I think that the large percentage of JS developers the GP is talking about is people for whom JS is probably their first or second programming language (and then the first is something like python, ruby or php).


You are conflating two questions:

1. What percentage of JavaScript/front-end web developers are familiar with any other programming languages?

2. What percentage are familiar with a certain specific subset of other programming languages, namely functional or functional-ish languages with pattern matching as a core construct?

And you're treating an answer to (1) as an answer to (2).


I'm s full time JS dev too. People keep saying that JS sucks or whatever, but [Rust, Clojure, OCaml, Haskell, PureScript, Erlang, Elixir, Elm, Scala, Nim] jobs are just so rare that picking one and going deep is basically like hoping to win a lottery.

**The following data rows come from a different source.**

#[cfg(test)]
mod tests {
    use std::sync::atomic::{AtomicBool, AtomicUsize, Ordering};
    use std::sync::{Arc, Mutex};

    use crossterm::event::{KeyCode, KeyEvent, KeyModifiers};

    use super::*;
    use crate::session::frame::{InboundFrame, OutboundFrame};
    use crate::session::phase::FailureReason;
    use crate::terminal::host::HeadlessHost;
    use crate::terminal::surface::test_support::SharedBuffer;

    /// Gateway side of an in-memory channel
    #[derive(Clone)]
    struct FakeGateway {
        url: String,
        events: EventSender,
        sent: Arc<Mutex<Vec<OutboundFrame>>>,
        open: Arc<AtomicBool>,
        closes: Arc<AtomicUsize>,
    }

    impl FakeGateway {
        fn accept(&self) {
            self.open.store(true, Ordering::SeqCst);
            self.events.emit(ChannelEvent::Opened);
        }

        fn say(&self, text: &str) {
            self.events
                .emit(ChannelEvent::Message(InboundFrame::Text(text.to_string())));
        }

        fn hang_up(&self, code: u16) {
            self.open.store(false, Ordering::SeqCst);
            self.events.emit(ChannelEvent::Closed {
                code: Some(code),
                reason: String::new(),
            });
        }

        fn sent(&self) -> Vec<OutboundFrame> {
            self.sent.lock().unwrap().clone()
        }
    }

    struct FakeChannel {
        sent: Arc<Mutex<Vec<OutboundFrame>>>,
        open: Arc<AtomicBool>,
        closes: Arc<AtomicUsize>,
    }

    impl Channel for FakeChannel {
        fn send(&mut self, frame: OutboundFrame) {
            if self.is_open() {
                self.sent.lock().unwrap().push(frame);
            }
        }

        fn close(&mut self) {
            self.closes.fetch_add(1, Ordering::SeqCst);
            self.open.store(false, Ordering::SeqCst);
        }

        fn is_open(&self) -> bool {
            self.open.load(Ordering::SeqCst)
        }
    }

    #[derive(Clone, Default)]
    struct FakeConnector {
        gateways: Arc<Mutex<Vec<FakeGateway>>>,
    }

    impl FakeConnector {
        fn last(&self) -> FakeGateway {
            self.gateways.lock().unwrap().last().cloned().unwrap()
        }
    }

    impl Connector for FakeConnector {
        type Channel = FakeChannel;

        fn connect(&self, url: &str, events: EventSender) -> FakeChannel {
            let gateway = FakeGateway {
                url: url.to_string(),
                events,
                sent: Default::default(),
                open: Default::default(),
                closes: Default::default(),
            };
            let channel = FakeChannel {
                sent: gateway.sent.clone(),
                open: gateway.open.clone(),
                closes: gateway.closes.clone(),
            };
            self.gateways.lock().unwrap().push(gateway);
            channel
        }
    }

    struct Harness {
        controller: SessionController<FakeConnector>,
        connector: FakeConnector,
        screen: SharedBuffer,
        disconnects: Arc<Mutex<Vec<(SessionHandle, Phase)>>>,
        detached: Arc<AtomicUsize>,
    }

    fn harness(protocol: ProtocolMode) -> Harness {
        let connector = FakeConnector::default();
        let screen = SharedBuffer::default();
        let detached = Arc::new(AtomicUsize::new(0));
        let options = SessionOptions {
            gateway_url: "wss://monitor.example.com".to_string(),
            protocol,
            basic_auth: None,
        };
        let surface_out = screen.clone();
        let surface_detached = detached.clone();
        let mut controller = SessionController::new(connector.clone(), options, move || {
            let mut host = HeadlessHost::new(80, 24);
            host.detached = surface_detached.clone();
            TerminalSurface::new(Box::new(host), Box::new(surface_out.clone()))
        });
        let disconnects = Arc::new(Mutex::new(Vec::new()));
        let sink = disconnects.clone();
        controller.on_disconnect(move |handle, phase| {
            sink.lock().unwrap().push((handle, phase.clone()));
        });
        Harness {
            controller,
            connector,
            screen,
            disconnects,
            detached,
        }
    }

    fn connect(h: &mut Harness) -> (SessionHandle, FakeGateway) {
        let handle = h
            .controller
            .open_session("10.0.0.5", Some(Credential::new("tok")))
            .unwrap();
        let gateway = h.connector.last();
        gateway.accept();
        gateway.say("Autenticação bem-sucedida, iniciando SSH...");
        gateway.say("user@host:~$ ");
        h.controller.process_pending().unwrap();
        (handle, gateway)
    }

    #[test]
    fn test_open_builds_session_url() {
        let mut h = harness(ProtocolMode::Markers);
        let handle = h.controller.open_session("10.0.0.5", None).unwrap();
        assert_eq!(h.connector.last().url, "wss://monitor.example.com/ws/ssh/10.0.0.5");
        assert_eq!(h.controller.phase(handle), Some(&Phase::Connecting));
        assert!(h.screen.text().contains("Connecting to 10.0.0.5"));
    }

    #[test]
    fn test_auth_frame_sent_once_and_first() {
        let mut h = harness(ProtocolMode::Markers);
        let (handle, gateway) = connect(&mut h);
        assert_eq!(h.controller.phase(handle), Some(&Phase::Connected));

        let sent = gateway.sent();
        assert_eq!(sent[0], OutboundFrame::Auth(Credential::new("tok")));
        let auth_frames = sent
            .iter()
            .filter(|f| matches!(f, OutboundFrame::Auth(_)))
            .count();
        assert_eq!(auth_frames, 1);
    }

    #[test]
    fn test_prompt_reveals_terminal() {
        let mut h = harness(ProtocolMode::Markers);
        let handle = h
            .controller
            .open_session("10.0.0.5", Some(Credential::new("tok")))
            .unwrap();
        let gateway = h.connector.last();
        gateway.accept();
        gateway.say("Autenticação bem-sucedida, iniciando SSH...");
        h.controller.process_pending().unwrap();
        assert_eq!(h.controller.phase(handle), Some(&Phase::ShellConnecting));
        assert!(h.screen.text().contains("iniciando SSH"));

        h.screen.clear();
        gateway.say("user@host:~$ ");
        h.controller.process_pending().unwrap();
        assert_eq!(h.controller.phase(handle), Some(&Phase::Connected));
        assert!(h.screen.text().ends_with("user@host:~$ "));
    }

    #[test]
    fn test_initial_size_sent_after_connect() {
        let mut h = harness(ProtocolMode::Markers);
        let (_, gateway) = connect(&mut h);
        assert_eq!(
            gateway.sent()[1..],
            [OutboundFrame::Resize { rows: 24, cols: 80 }]
        );
    }

    #[test]
    fn test_resize_while_connected_sends_one_notice() {
        let mut h = harness(ProtocolMode::Markers);
        let (handle, gateway) = connect(&mut h);
        let before = gateway.sent().len();

        h.controller
            .handle_terminal_event(handle, &Event::Resize(120, 40))
            .unwrap();

        let new_frames = gateway.sent()[before..].to_vec();
        assert_eq!(new_frames, vec![OutboundFrame::Resize { rows: 40, cols: 120 }]);
    }

    #[test]
    fn test_keystrokes_forwarded_raw() {
        let mut h = harness(ProtocolMode::Markers);
        let (handle, gateway) = connect(&mut h);
        let key = Event::Key(KeyEvent::new(KeyCode::Char('c'), KeyModifiers::CONTROL));
        h.controller.handle_terminal_event(handle, &key).unwrap();
        assert_eq!(gateway.sent().last(), Some(&OutboundFrame::Input(vec![0x03])));
    }

    #[test]
    fn test_auth_rejected_close() {
        let mut h = harness(ProtocolMode::Markers);
        let handle = h
            .controller
            .open_session("10.0.0.5", Some(Credential::new("bad")))
            .unwrap();
        let gateway = h.connector.last();
        gateway.accept();
        gateway.hang_up(1008);
        h.controller.process_pending().unwrap();

        assert!(matches!(
            h.controller.phase(handle),
            Some(Phase::Failed(FailureReason::AuthRejected(_)))
        ));
        assert!(h.screen.text().contains("Session failed"));
        let disconnects = h.disconnects.lock().unwrap();
        assert_eq!(disconnects.len(), 1);
        assert_eq!(disconnects[0].0, handle);
    }

    #[test]
    fn test_no_credential_never_sends() {
        let mut h = harness(ProtocolMode::Markers);
        let handle = h.controller.open_session("10.0.0.5", None).unwrap();
        let gateway = h.connector.last();
        gateway.accept();
        h.controller.process_pending().unwrap();

        assert!(gateway.sent().is_empty());
        assert_eq!(
            h.controller.phase(handle),
            Some(&Phase::Failed(FailureReason::NoCredential))
        );
        assert_eq!(h.disconnects.lock().unwrap().len(), 1);
        assert!(gateway.closes.load(Ordering::SeqCst) >= 1);
    }

    #[test]
    fn test_normal_close_notifies_once() {
        let mut h = harness(ProtocolMode::Markers);
        let (handle, gateway) = connect(&mut h);
        gateway.hang_up(1000);
        gateway.hang_up(1000);
        gateway.say("late");
        h.controller.process_pending().unwrap();

        assert_eq!(h.controller.phase(handle), Some(&Phase::Closed));
        assert_eq!(
            *h.disconnects.lock().unwrap(),
            vec![(handle, Phase::Closed)]
        );
    }

    #[test]
    fn test_close_session_is_idempotent() {
        let mut h = harness(ProtocolMode::Markers);
        let (handle, gateway) = connect(&mut h);

        h.controller.close_session(handle).unwrap();
        h.controller.close_session(handle).unwrap();
        gateway.hang_up(1000);
        h.controller.process_pending().unwrap();

        assert!(!h.controller.is_open(handle));
        assert_eq!(h.detached.load(Ordering::SeqCst), 1);
        assert!(h.disconnects.lock().unwrap().is_empty());
    }

    #[test]
    fn test_close_after_failure() {
        let mut h = harness(ProtocolMode::Markers);
        let handle = h
            .controller
            .open_session("10.0.0.5", Some(Credential::new("tok")))
            .unwrap();
        let gateway = h.connector.last();
        gateway.events.emit(ChannelEvent::Error("connection refused".to_string()));
        gateway.events.emit(ChannelEvent::Closed {
            code: None,
            reason: String::new(),
        });
        h.controller.process_pending().unwrap();
        assert_eq!(
            h.controller.phase(handle),
            Some(&Phase::Failed(FailureReason::TransportError(
                "connection refused".to_string()
            )))
        );

        h.controller.close_session(handle).unwrap();
        assert_eq!(h.detached.load(Ordering::SeqCst), 1);
        assert_eq!(h.disconnects.lock().unwrap().len(), 1);
    }

    #[test]
    fn test_sessions_are_independent() {
        let mut h = harness(ProtocolMode::Markers);
        let (first, first_gateway) = connect(&mut h);
        let second = h.controller.open_session("10.0.0.6", None).unwrap();
        let second_gateway = h.connector.last();

        second_gateway.accept();
        h.controller.process_pending().unwrap();

        assert_eq!(h.controller.phase(first), Some(&Phase::Connected));
        assert!(h.controller.phase(second).is_some_and(Phase::is_terminal));
        assert_eq!(first_gateway.closes.load(Ordering::SeqCst), 0);
    }

    #[test]
    fn test_drop_releases_sessions() {
        let mut h = harness(ProtocolMode::Markers);
        let (_, gateway) = connect(&mut h);
        let detached = h.detached.clone();
        drop(h);
        assert_eq!(detached.load(Ordering::SeqCst), 1);
        assert_eq!(gateway.closes.load(Ordering::SeqCst), 1);
    }

    /// Terminal writer that starts failing once armed
    #[derive(Clone, Default)]
    struct FailingTerminal(Arc<AtomicBool>);

    impl std::io::Write for FailingTerminal {
        fn write(&mut self, buf: &[u8]) -> std::io::Result<usize> {
            if self.0.load(Ordering::SeqCst) {
                return Err(std::io::Error::new(
                    std::io::ErrorKind::BrokenPipe,
                    "terminal gone",
                ));
            }
            Ok(buf.len())
        }

        fn flush(&mut self) -> std::io::Result<()> {
            Ok(())
        }
    }

    #[test]
    fn test_failure_effects_survive_terminal_write_error() {
        let connector = FakeConnector::default();
        let terminal = FailingTerminal::default();
        let out = terminal.clone();
        let options = SessionOptions {
            gateway_url: "wss://monitor.example.com".to_string(),
            protocol: ProtocolMode::Markers,
            basic_auth: None,
        };
        let mut controller = SessionController::new(connector.clone(), options, move || {
            TerminalSurface::new(Box::new(HeadlessHost::new(80, 24)), Box::new(out.clone()))
        });
        let notified = Arc::new(AtomicUsize::new(0));
        let counter = notified.clone();
        controller.on_disconnect(move |_, _| {
            counter.fetch_add(1, Ordering::SeqCst);
        });

        let handle = controller
            .open_session("10.0.0.5", Some(Credential::new("tok")))
            .unwrap();
        let gateway = connector.last();
        gateway.accept();
        controller.process_pending().unwrap();

        terminal.0.store(true, Ordering::SeqCst);
        gateway.say("ERRO: bad");
        assert!(controller.process_pending().is_err());
        assert_eq!(
            controller.phase(handle),
            Some(&Phase::Failed(FailureReason::AuthRejected("ERRO: bad".to_string())))
        );
        assert_eq!(notified.load(Ordering::SeqCst), 1);
        assert_eq!(gateway.closes.load(Ordering::SeqCst), 1);

        gateway.hang_up(1011);
        controller.process_pending().unwrap();
        assert_eq!(notified.load(Ordering::SeqCst), 1);
    }

    #[tokio::test]
    async fn test_next_event_delivers_in_order() {
        let mut h = harness(ProtocolMode::Structured);
        let handle = h
            .controller
            .open_session("10.0.0.5", Some(Credential::new("tok")))
            .unwrap();
        let gateway = h.connector.last();
        gateway.accept();
        gateway.say(r#"{"type":"authenticated"}"#);
        gateway.say("banner\n");
        gateway.say(r#"{"type":"shell_ready"}"#);

        for _ in 0..4 {
            let (from, event) = h.controller.next_event().await.unwrap();
            assert_eq!(from, handle);
            h.controller.dispatch(from, event).unwrap();
        }
        assert_eq!(h.controller.phase(handle), Some(&Phase::Connected));
        assert!(h.screen.text().ends_with("banner\r\n"));
    }
}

They should be included, as it simply is a valid use-case which most likely will actually be used. However, there should be many more examples or good real-world use-cases. Lack of those concerns me.


I think if you look at languages that support them natively, like F#, OCaml/Reason, or Elixir/Erlang, you'll find plenty of examples of real-world uses. Whether those would suffice to illustrate how to apply them in a JS codebase that has this proposal enabled, I cannot say.

However, having gotten used to having them, I can safely say I'll always feel hobbled to work in a language that doesn't have them, so I'm very much in favor of adding them to JS, whether or not this is the proposal that wins out over time.


I actually drew the opposite conclusion. As in, "here's an example of how a commonly used library is overly verbose and how it could be simplified with this language extension."


Usage of these libraries are not the reason this proposal exists, but rather demonstrating how the proposal fits with popular tools and such within the ecosystem.


Stage zero proposals generally read less formally. IIRC they are held to lower standards and expected to be formalized in the later stages.


I really liked the examples they used. I was able to share with coworkers who weren't familiar with the concept and it made perfect sense.


Absolutely, agree. The code examples should be vanilla code, which could then be expanded to the preferences of any library/framework.


Redux reducers were at least partly inspired by constructs of other languages that heavily rely on pattern matching.

So I'd take it more as "You know this mediocre compromise we had to do because JS is missing this core language feature? Well, there you go".


Well, think about the @ operator in python. It's aimed solely at people who use numpy.